Start of Exercise data
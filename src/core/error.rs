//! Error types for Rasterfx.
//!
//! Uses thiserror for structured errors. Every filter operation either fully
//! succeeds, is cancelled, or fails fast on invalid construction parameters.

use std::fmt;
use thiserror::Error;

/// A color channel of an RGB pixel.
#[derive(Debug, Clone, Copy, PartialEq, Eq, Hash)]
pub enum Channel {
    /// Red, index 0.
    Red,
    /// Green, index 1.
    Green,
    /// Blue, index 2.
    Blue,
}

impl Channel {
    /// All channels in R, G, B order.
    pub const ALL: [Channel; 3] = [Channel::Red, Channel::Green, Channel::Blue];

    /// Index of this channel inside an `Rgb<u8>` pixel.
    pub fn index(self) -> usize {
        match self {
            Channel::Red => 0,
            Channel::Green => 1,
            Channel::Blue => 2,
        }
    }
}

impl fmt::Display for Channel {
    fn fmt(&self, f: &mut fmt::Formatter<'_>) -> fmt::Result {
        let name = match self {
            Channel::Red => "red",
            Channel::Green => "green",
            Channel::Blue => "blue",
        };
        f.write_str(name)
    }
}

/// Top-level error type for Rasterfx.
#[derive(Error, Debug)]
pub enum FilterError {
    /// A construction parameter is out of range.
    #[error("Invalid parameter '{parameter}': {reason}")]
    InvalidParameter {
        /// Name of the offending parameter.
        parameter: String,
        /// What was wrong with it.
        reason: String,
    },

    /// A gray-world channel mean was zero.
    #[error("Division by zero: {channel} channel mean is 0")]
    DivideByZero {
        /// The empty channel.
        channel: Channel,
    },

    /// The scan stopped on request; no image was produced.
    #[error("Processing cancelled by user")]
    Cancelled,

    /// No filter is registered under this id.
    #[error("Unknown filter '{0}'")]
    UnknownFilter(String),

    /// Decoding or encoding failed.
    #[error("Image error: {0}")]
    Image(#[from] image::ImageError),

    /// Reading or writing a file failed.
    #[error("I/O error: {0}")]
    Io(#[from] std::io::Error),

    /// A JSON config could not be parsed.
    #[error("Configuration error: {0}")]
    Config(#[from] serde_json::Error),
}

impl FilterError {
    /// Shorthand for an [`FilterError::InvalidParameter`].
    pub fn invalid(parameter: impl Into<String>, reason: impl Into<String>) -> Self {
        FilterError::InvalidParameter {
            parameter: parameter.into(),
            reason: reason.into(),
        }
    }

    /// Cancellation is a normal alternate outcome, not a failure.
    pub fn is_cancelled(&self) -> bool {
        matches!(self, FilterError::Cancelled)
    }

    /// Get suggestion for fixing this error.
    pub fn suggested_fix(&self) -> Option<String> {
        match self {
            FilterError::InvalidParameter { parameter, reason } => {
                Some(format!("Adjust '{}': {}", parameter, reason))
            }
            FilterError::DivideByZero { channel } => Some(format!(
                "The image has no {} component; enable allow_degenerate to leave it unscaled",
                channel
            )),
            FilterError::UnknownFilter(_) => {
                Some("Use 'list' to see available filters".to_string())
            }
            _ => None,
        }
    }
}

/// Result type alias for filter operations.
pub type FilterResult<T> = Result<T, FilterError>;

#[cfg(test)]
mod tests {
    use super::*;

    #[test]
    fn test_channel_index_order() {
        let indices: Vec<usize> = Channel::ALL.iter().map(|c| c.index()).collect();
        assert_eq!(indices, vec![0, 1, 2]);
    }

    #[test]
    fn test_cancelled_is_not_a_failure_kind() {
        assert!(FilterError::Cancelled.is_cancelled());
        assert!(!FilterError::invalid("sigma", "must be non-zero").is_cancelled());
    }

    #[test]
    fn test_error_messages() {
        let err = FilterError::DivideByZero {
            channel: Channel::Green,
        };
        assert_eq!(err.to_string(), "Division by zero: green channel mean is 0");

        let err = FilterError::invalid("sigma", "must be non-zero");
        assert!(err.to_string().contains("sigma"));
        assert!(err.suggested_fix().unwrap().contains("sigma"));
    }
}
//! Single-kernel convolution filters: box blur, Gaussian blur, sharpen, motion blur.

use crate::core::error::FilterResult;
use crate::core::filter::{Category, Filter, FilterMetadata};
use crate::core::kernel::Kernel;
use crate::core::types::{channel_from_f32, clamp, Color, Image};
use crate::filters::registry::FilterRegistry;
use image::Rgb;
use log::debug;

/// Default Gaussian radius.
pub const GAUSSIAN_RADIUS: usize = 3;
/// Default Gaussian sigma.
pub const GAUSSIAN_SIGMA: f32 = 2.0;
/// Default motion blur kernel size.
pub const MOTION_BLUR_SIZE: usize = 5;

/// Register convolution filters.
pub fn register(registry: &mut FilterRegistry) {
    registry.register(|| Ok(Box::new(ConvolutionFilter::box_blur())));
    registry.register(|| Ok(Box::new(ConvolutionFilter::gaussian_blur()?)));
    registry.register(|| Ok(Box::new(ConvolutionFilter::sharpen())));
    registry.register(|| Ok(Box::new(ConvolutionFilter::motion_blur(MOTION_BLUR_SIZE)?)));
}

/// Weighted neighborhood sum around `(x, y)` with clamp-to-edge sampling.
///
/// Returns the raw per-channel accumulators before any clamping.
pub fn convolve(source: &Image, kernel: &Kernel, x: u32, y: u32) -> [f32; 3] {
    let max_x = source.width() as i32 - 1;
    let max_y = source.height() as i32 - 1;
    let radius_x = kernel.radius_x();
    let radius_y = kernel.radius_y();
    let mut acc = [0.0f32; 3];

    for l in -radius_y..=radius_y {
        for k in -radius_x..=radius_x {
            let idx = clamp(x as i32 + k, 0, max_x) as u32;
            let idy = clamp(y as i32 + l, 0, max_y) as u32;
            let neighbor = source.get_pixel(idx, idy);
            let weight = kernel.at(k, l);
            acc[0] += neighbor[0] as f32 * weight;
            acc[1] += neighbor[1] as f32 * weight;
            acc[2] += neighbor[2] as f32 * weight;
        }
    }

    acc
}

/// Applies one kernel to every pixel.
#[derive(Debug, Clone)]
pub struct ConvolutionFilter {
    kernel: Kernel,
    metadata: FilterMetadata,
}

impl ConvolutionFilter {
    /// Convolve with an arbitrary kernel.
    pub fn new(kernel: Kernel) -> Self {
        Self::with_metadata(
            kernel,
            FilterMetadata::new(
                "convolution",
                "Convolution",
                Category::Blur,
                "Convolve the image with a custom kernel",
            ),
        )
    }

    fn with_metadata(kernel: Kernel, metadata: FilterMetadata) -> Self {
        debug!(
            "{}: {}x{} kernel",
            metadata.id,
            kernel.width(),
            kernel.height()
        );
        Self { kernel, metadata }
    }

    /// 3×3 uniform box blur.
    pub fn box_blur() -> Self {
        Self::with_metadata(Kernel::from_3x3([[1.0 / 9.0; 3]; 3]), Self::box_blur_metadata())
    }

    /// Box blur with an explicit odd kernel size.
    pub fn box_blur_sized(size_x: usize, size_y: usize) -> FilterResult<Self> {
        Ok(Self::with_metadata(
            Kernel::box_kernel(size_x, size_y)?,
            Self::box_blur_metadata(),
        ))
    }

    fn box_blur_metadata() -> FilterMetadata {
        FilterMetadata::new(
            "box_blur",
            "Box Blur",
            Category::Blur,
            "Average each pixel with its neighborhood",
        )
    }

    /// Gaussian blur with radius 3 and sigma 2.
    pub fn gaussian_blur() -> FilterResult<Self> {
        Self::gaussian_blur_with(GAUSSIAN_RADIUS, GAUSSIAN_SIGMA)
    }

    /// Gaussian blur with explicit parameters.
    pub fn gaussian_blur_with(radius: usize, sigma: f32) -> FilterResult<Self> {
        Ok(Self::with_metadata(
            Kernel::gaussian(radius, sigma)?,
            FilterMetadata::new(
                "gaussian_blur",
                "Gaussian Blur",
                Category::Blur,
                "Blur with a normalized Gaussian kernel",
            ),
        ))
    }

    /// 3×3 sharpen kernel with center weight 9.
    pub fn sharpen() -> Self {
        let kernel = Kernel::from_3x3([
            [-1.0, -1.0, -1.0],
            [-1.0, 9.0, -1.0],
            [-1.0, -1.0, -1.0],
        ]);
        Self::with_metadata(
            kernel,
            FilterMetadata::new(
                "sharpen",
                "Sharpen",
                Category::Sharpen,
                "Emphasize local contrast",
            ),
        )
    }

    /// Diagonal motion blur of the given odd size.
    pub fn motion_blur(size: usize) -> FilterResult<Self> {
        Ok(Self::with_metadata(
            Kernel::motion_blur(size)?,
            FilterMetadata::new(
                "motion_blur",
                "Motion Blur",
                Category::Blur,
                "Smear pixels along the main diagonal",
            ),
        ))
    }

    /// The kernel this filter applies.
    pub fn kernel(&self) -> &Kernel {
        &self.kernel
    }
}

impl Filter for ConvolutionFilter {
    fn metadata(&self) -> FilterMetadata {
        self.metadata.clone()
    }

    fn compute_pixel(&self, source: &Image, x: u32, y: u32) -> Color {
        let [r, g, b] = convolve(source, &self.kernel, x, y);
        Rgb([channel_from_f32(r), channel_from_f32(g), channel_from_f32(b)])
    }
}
End of Exercise data
• [Assigned task] Nothing should appear in the output except the lines from the one with "center weight 9." through the end of the records above, copied exactly.

• [Answer to this task]
    /// 3×3 sharpen kernel with center weight 9.
    pub fn sharpen() -> Self {
        let kernel = Kernel::from_3x3([
            [-1.0, -1.0, -1.0],
            [-1.0, 9.0, -1.0],
            [-1.0, -1.0, -1.0],
        ]);
        Self::with_metadata(
            kernel,
            FilterMetadata::new(
                "sharpen",
                "Sharpen",
                Category::Sharpen,
                "Emphasize local contrast",
            ),
        )
    }

    /// Diagonal motion blur of the given odd size.
    pub fn motion_blur(size: usize) -> FilterResult<Self> {
        Ok(Self::with_metadata(
            Kernel::motion_blur(size)?,
            FilterMetadata::new(
                "motion_blur",
                "Motion Blur",
                Category::Blur,
                "Smear pixels along the main diagonal",
            ),
        ))
    }

    /// The kernel this filter applies.
    pub fn kernel(&self) -> &Kernel {
        &self.kernel
    }
}

impl Filter for ConvolutionFilter {
    fn metadata(&self) -> FilterMetadata {
        self.metadata.clone()
    }

    fn compute_pixel(&self, source: &Image, x: u32, y: u32) -> Color {
        let [r, g, b] = convolve(source, &self.kernel, x, y);
        Rgb([channel_from_f32(r), channel_from_f32(g), channel_from_f32(b)])
    }
}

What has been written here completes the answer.